Supermarket chain Tesco this month unveiled a £ 500 million ($NZ1439 million) strategy to cut carbon emissions and persuade its customers to buy environmentally friendly products.

Tesco said it planned to label food with details of its carbon footprint, showing consumers the amount of carbon emitted during the production, transport and consumption of each of the 70,000 different products it sells.

However it acknowledeged that would be complex and could take several years to implement.

As an initial step it would put airplane symbols on all goods imported by air. Air travel is one of the most carbon intensive forms of transport.

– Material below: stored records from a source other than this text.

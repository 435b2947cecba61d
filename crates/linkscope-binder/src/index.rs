//! Binding index.
//!
//! Built once per tree in a single document-order pass. Every feature that
//! needs to know what a name refers to queries this index instead of walking
//! the tree again.

use linkscope_common::NativeSpan;
use linkscope_syntax::{BinderRole, NodeArena, NodeIndex, NodeKind};
use rustc_hash::FxHashMap;
use smallvec::SmallVec;
use tracing::debug;

use crate::scope::{Namespace, ScopeResolver};

#[derive(Clone, Copy, Debug, PartialEq, Eq, Hash)]
pub enum DeclarationKind {
    Let,
    Parameter,
    LoopVariable,
    FormBinding,
    UpdateCursor,
    Function,
}

impl From<BinderRole> for DeclarationKind {
    fn from(role: BinderRole) -> Self {
        match role {
            BinderRole::Let => DeclarationKind::Let,
            BinderRole::Parameter => DeclarationKind::Parameter,
            BinderRole::LoopVariable => DeclarationKind::LoopVariable,
            BinderRole::FormBinding => DeclarationKind::FormBinding,
            BinderRole::UpdateCursor => DeclarationKind::UpdateCursor,
        }
    }
}

impl DeclarationKind {
    pub fn is_function(self) -> bool {
        self == DeclarationKind::Function
    }

    pub fn describe(self) -> &'static str {
        match self {
            DeclarationKind::Let => "variable",
            DeclarationKind::Parameter => "parameter",
            DeclarationKind::LoopVariable => "loop variable",
            DeclarationKind::FormBinding => "form binding",
            DeclarationKind::UpdateCursor => "update cursor",
            DeclarationKind::Function => "function",
        }
    }
}

/// A binder or function declaration.
#[derive(Clone, Debug, PartialEq, Eq)]
pub struct Declaration {
    pub node: NodeIndex,
    pub name: String,
    pub kind: DeclarationKind,
    /// Where the declaration is visible, against its own nearest scope.
    pub validity: NativeSpan,
    /// Parameters in the first parameter group (functions only).
    pub parameter_count: Option<usize>,
}

#[derive(Clone, Copy, Debug, PartialEq, Eq, Hash)]
pub enum OccurrenceKind {
    Variable,
    /// Callee of a call; never counted as a variable use.
    Call,
    /// `formlet => handler`: the handler names a function.
    HandlerReference,
}

impl OccurrenceKind {
    pub fn namespace(self) -> Namespace {
        match self {
            OccurrenceKind::Variable => Namespace::Value,
            OccurrenceKind::Call | OccurrenceKind::HandlerReference => Namespace::Function,
        }
    }
}

/// A use of a name.
#[derive(Clone, Debug, PartialEq, Eq)]
pub struct Occurrence {
    pub node: NodeIndex,
    pub name: String,
    pub kind: OccurrenceKind,
    /// The enclosing `FunCall` for call occurrences.
    pub call: Option<NodeIndex>,
    pub argument_count: Option<usize>,
    /// Validity scope of the declaration this occurrence resolved to.
    pub resolved_in: Option<NativeSpan>,
}

impl Occurrence {
    pub fn is_resolved(&self) -> bool {
        self.resolved_in.is_some()
    }
}

/// Name -> declarations, name -> occurrences and occurrence -> declaration
/// maps for one tree. Immutable once built.
#[derive(Debug, Default)]
pub struct BindingIndex {
    declarations: Vec<Declaration>,
    occurrences: Vec<Occurrence>,
    declarations_by_name: FxHashMap<String, SmallVec<[usize; 2]>>,
    declaration_by_node: FxHashMap<NodeIndex, usize>,
    /// Resolved occurrences only.
    occurrences_by_name: FxHashMap<String, Vec<usize>>,
    occurrence_by_node: FxHashMap<NodeIndex, usize>,
    uses_by_declaration: FxHashMap<NodeIndex, Vec<usize>>,
    unresolved: Vec<usize>,
    resolved: FxHashMap<NodeIndex, NodeIndex>,
}

impl BindingIndex {
    #[tracing::instrument(level = "debug", skip(arena))]
    pub fn build(arena: &NodeArena, root: NodeIndex, wrapper_name: &str) -> BindingIndex {
        let resolver = ScopeResolver::new(arena, root, wrapper_name);
        let mut index = BindingIndex::default();

        for idx in arena.preorder(root) {
            let Some(node) = arena.get(idx) else {
                continue;
            };
            match &node.kind {
                NodeKind::Fun { name } => {
                    if idx == root || name == wrapper_name {
                        continue;
                    }
                    let Some(validity) = resolver.declaration_validity(idx) else {
                        continue;
                    };
                    index.add_declaration(Declaration {
                        node: idx,
                        name: name.clone(),
                        kind: DeclarationKind::Function,
                        validity,
                        parameter_count: resolver.parameter_count(idx),
                    });
                }
                NodeKind::Binder { name, role } => {
                    let Some(validity) = resolver.declaration_validity(idx) else {
                        continue;
                    };
                    index.add_declaration(Declaration {
                        node: idx,
                        name: name.clone(),
                        kind: (*role).into(),
                        validity,
                        parameter_count: None,
                    });
                }
                NodeKind::Variable { name } => {
                    let (kind, call, argument_count) = classify_occurrence(arena, idx);
                    let resolution = resolver.resolve(idx, kind.namespace());
                    let occurrence = Occurrence {
                        node: idx,
                        name: name.clone(),
                        kind,
                        call,
                        argument_count,
                        resolved_in: resolution.map(|r| r.validity),
                    };
                    index.add_occurrence(occurrence, resolution.map(|r| r.declaration));
                }
                _ => {}
            }
        }

        debug!(
            declarations = index.declarations.len(),
            occurrences = index.occurrences.len(),
            unresolved = index.unresolved.len(),
            "binding index built"
        );
        index
    }

    fn add_declaration(&mut self, declaration: Declaration) {
        let slot = self.declarations.len();
        self.declarations_by_name
            .entry(declaration.name.clone())
            .or_default()
            .push(slot);
        self.declaration_by_node.insert(declaration.node, slot);
        self.declarations.push(declaration);
    }

    fn add_occurrence(&mut self, occurrence: Occurrence, declaration: Option<NodeIndex>) {
        let slot = self.occurrences.len();
        self.occurrence_by_node.insert(occurrence.node, slot);
        match declaration {
            Some(decl) => {
                self.resolved.insert(occurrence.node, decl);
                self.uses_by_declaration.entry(decl).or_default().push(slot);
                self.occurrences_by_name
                    .entry(occurrence.name.clone())
                    .or_default()
                    .push(slot);
            }
            None => self.unresolved.push(slot),
        }
        self.occurrences.push(occurrence);
    }

    /// The declaration `node` refers to: the resolved declaration of an
    /// occurrence, or the declaration itself.
    pub fn declaration_for(&self, node: NodeIndex) -> Option<&Declaration> {
        let decl = self.resolved.get(&node).copied().unwrap_or(node);
        self.declaration_at(decl)
    }

    /// The declaration whose binder is exactly `node`.
    pub fn declaration_at(&self, node: NodeIndex) -> Option<&Declaration> {
        self.declaration_by_node
            .get(&node)
            .map(|&slot| &self.declarations[slot])
    }

    pub fn occurrence_at(&self, node: NodeIndex) -> Option<&Occurrence> {
        self.occurrence_by_node
            .get(&node)
            .map(|&slot| &self.occurrences[slot])
    }

    /// Resolved uses of the declaration at `declaration`, in document order.
    pub fn occurrences_of(&self, declaration: NodeIndex) -> impl Iterator<Item = &Occurrence> {
        self.uses_by_declaration
            .get(&declaration)
            .into_iter()
            .flatten()
            .map(|&slot| &self.occurrences[slot])
    }

    pub fn is_used(&self, declaration: NodeIndex) -> bool {
        self.uses_by_declaration
            .get(&declaration)
            .is_some_and(|uses| !uses.is_empty())
    }

    /// Whether any function in the document is declared as `name`.
    pub fn is_known_function(&self, name: &str) -> bool {
        self.declarations(name).any(|d| d.kind.is_function())
    }

    pub fn declarations(&self, name: &str) -> impl Iterator<Item = &Declaration> {
        self.declarations_by_name
            .get(name)
            .into_iter()
            .flatten()
            .map(|&slot| &self.declarations[slot])
    }

    /// Resolved occurrences of `name`.
    pub fn occurrences(&self, name: &str) -> impl Iterator<Item = &Occurrence> {
        self.occurrences_by_name
            .get(name)
            .into_iter()
            .flatten()
            .map(|&slot| &self.occurrences[slot])
    }

    pub fn unresolved(&self) -> impl Iterator<Item = &Occurrence> {
        self.unresolved.iter().map(|&slot| &self.occurrences[slot])
    }

    /// Declaration node an occurrence resolved to.
    pub fn resolved_declaration(&self, occurrence: NodeIndex) -> Option<NodeIndex> {
        self.resolved.get(&occurrence).copied()
    }

    pub fn all_declarations(&self) -> &[Declaration] {
        &self.declarations
    }

    pub fn all_occurrences(&self) -> &[Occurrence] {
        &self.occurrences
    }
}

/// Classify a `Variable` by its position under its parent.
fn classify_occurrence(
    arena: &NodeArena,
    node: NodeIndex,
) -> (OccurrenceKind, Option<NodeIndex>, Option<usize>) {
    let parent = arena.parent(node);
    let position = arena.child_position(node);
    match (arena.kind(parent), position) {
        (Some(NodeKind::FunCall), Some(0)) => {
            let arguments = arena.children(parent).len().saturating_sub(1);
            (OccurrenceKind::Call, Some(parent), Some(arguments))
        }
        (Some(NodeKind::FormletPlacement), Some(p)) if p >= 1 => {
            (OccurrenceKind::HandlerReference, None, None)
        }
        _ => (OccurrenceKind::Variable, None, None),
    }
}
//! Name resolution for Links parse trees.
//!
//! - `scope`: climbs from an occurrence to the declaration it binds to
//! - `index`: the per-document binding maps every feature queries
//! - `builtins`: the library functions that are always in scope

pub mod builtins;
pub use builtins::Builtin;

pub mod scope;
pub use scope::{Namespace, Resolution, ScopeResolver};

pub mod index;
pub use index::{BindingIndex, Declaration, DeclarationKind, Occurrence, OccurrenceKind};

Mr Goff today said the move should have little negative effect on New Zealand exporters as most sold food and drinks – 99.75 per cent of which were shipped overseas.

New Zealand was against the concept of food miles which only took into account the transportation of a product rather than its production.

However, the final Tesco plan, which incorporated both, should benefit New Zealand products, once it was fully implemented.

"We welcome that, provided its done in a full and appropriate manner," he told NZPA.

"New Zealand has got a good track record in that regard, therefore an objective use of food labelling would largely be to our benefit rather than our detriment."

Lincoln University studies had shown lamb produced in New Zealand and shipped to Britain used about a quarter of the energy the British used to produce and freight its own lamb to local supermarkets.

New Zealand dairy products used about half the energy of British counterparts, while onions and apples also used less even when transport halfway around the world was taken into account.

The Ministry of Foreign Affairs and Trade (MFAT) was monitoring any reports on the issue and had set up a group comprising representatives from 25 industries to respond to any incorrect information.

Mr Goff said the Government was continuing to raise the issue with its European counterparts.

Tesco is the undisputed British market leader with around 30 percent of the country's grocery market.

Its new new green plans also include limiting the amount of produce freighted by air to 1 percent from the current 3 per cent and cutting emissions from existing stores worldwide by at least 50 per cent by 2020.

Tesco said that its current direct carbon footprint in Britain was about 2 million tons of carbon dioxide a year, with mass refrigeration of produce accounting for roughly a third of emissions.

The grocer also intends to reward shoppers who buy organic, Fairtrade and biodegradable goods with green loyalty points.